Sales of securities backed by riskier commercial real-estate loans have surged to a record, highlighting investors’ demand for higher-yielding debt and expectations for a recovery in business properties.
Commercial real-estate collateralized loan obligations are created by private real-estate investors. In these deals, lenders sell debt and equity to make short-term loans to borrowers that renovate business properties, particularly multifamily housing. Money from interest payments and principal from the pool of bridge loans goes to bondholders, while any residual cash goes to equity holders.

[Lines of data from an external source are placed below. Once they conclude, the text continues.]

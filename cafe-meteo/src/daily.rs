//! Open-Meteo daily forecast response model.
//!
//! The API returns the `daily` block as parallel arrays: one `time` array
//! and one array per requested variable, all of equal length. This module
//! zips them row-wise into [`DailyWeather`] records, preserving the
//! chronological order the API returns.

use crate::error::MeteoError;
use chrono::NaiveDate;
use serde::{Deserialize, Serialize};

/// Date format used by Open-Meteo for daily timestamps and query parameters.
pub const DATE_FORMAT: &str = "%Y-%m-%d";

/// The six daily aggregate variables requested from the API, in query order.
pub const DAILY_VARIABLES: &str = "temperature_2m_max,temperature_2m_min,temperature_2m_mean,\
relative_humidity_2m_mean,relative_humidity_2m_max,relative_humidity_2m_min";

/// One day of aggregated weather observations.
///
/// A reading the API reports as `null` becomes `None` and is skipped by the
/// statistics, the same way the source dataset marks gaps rather than
/// fabricating values.
#[derive(Debug, Clone, PartialEq, Serialize)]
pub struct DailyWeather {
    pub date: NaiveDate,
    /// Mean temperature at 2m, °C
    pub temp_mean: Option<f64>,
    /// Maximum temperature at 2m, °C
    pub temp_max: Option<f64>,
    /// Minimum temperature at 2m, °C
    pub temp_min: Option<f64>,
    /// Mean relative humidity at 2m, %
    pub humidity_mean: Option<f64>,
    /// Maximum relative humidity at 2m, %
    pub humidity_max: Option<f64>,
    /// Minimum relative humidity at 2m, %
    pub humidity_min: Option<f64>,
}

#[derive(Debug, Deserialize)]
struct ForecastResponse {
    daily: DailySeries,
}

#[derive(Debug, Deserialize)]
struct DailySeries {
    time: Vec<String>,
    temperature_2m_max: Vec<Option<f64>>,
    temperature_2m_min: Vec<Option<f64>>,
    temperature_2m_mean: Vec<Option<f64>>,
    relative_humidity_2m_mean: Vec<Option<f64>>,
    relative_humidity_2m_max: Vec<Option<f64>>,
    relative_humidity_2m_min: Vec<Option<f64>>,
}

impl DailyWeather {
    /// Parse an Open-Meteo forecast response body into daily records.
    pub fn response_to_daily(body: &str) -> Result<Vec<DailyWeather>, MeteoError> {
        let response: ForecastResponse = serde_json::from_str(body)
            .map_err(|e| MeteoError::MalformedResponse(e.to_string()))?;
        response.daily.into_records()
    }
}

impl DailySeries {
    fn into_records(self) -> Result<Vec<DailyWeather>, MeteoError> {
        let n = self.time.len();
        let metric_lengths = [
            self.temperature_2m_max.len(),
            self.temperature_2m_min.len(),
            self.temperature_2m_mean.len(),
            self.relative_humidity_2m_mean.len(),
            self.relative_humidity_2m_max.len(),
            self.relative_humidity_2m_min.len(),
        ];
        if metric_lengths.iter().any(|&len| len != n) {
            return Err(MeteoError::MalformedResponse(format!(
                "daily arrays have unequal lengths: time={} metrics={:?}",
                n, metric_lengths
            )));
        }

        let mut records = Vec::with_capacity(n);
        for (i, time) in self.time.iter().enumerate() {
            let date = NaiveDate::parse_from_str(time, DATE_FORMAT)
                .map_err(|_| MeteoError::InvalidDate(time.clone()))?;
            records.push(DailyWeather {
                date,
                temp_mean: self.temperature_2m_mean[i],
                temp_max: self.temperature_2m_max[i],
                temp_min: self.temperature_2m_min[i],
                humidity_mean: self.relative_humidity_2m_mean[i],
                humidity_max: self.relative_humidity_2m_max[i],
                humidity_min: self.relative_humidity_2m_min[i],
            });
        }
        Ok(records)
    }
}
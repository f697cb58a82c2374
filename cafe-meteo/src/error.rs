//! Errors raised while fetching or parsing weather data.

use thiserror::Error;

#[derive(Debug, Error)]
pub enum MeteoError {
    /// Transport failure or non-success status from the weather API.
    #[cfg(feature = "api")]
    #[error("weather request failed: {0}")]
    Http(#[from] reqwest::Error),

    /// The response body was not the expected JSON shape.
    #[error("malformed weather response: {0}")]
    MalformedResponse(String),

    /// A `daily.time` entry could not be parsed as an ISO date.
    #[error("invalid date in weather response: {0}")]
    InvalidDate(String),

    /// The requested state name is not in the reference table.
    #[error("unknown estado: {0}")]
    UnknownEstado(String),
}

Bridge loans are typically made to properties in flux, such as empty or outdated apartment buildings, and the renovations they finance can fail to pay off as quickly as expected, leading to delayed repayments and defaults. As a result, CRE CLOs offer relatively high payouts at a time many investors continue to expect commercial properties to rebound further from the pandemic.
Firms including Benefit Street Partners and TPG Capital sold $24.5 billion of CRE CLOs this year through July 31, according to Trepp. That is already a full-year record for data going back to 2014, beating 2019’s previous $19 billion peak.
This year’s record sales are a reversal from 2020, when shutdowns related to the Covid-19 pandemic caused some loan borrowers to delay renovations or skip interest payments, increasing default rates. Issuance of new commercial mortgage-backed securities fell to its lowest total since 2017, around $65 billion.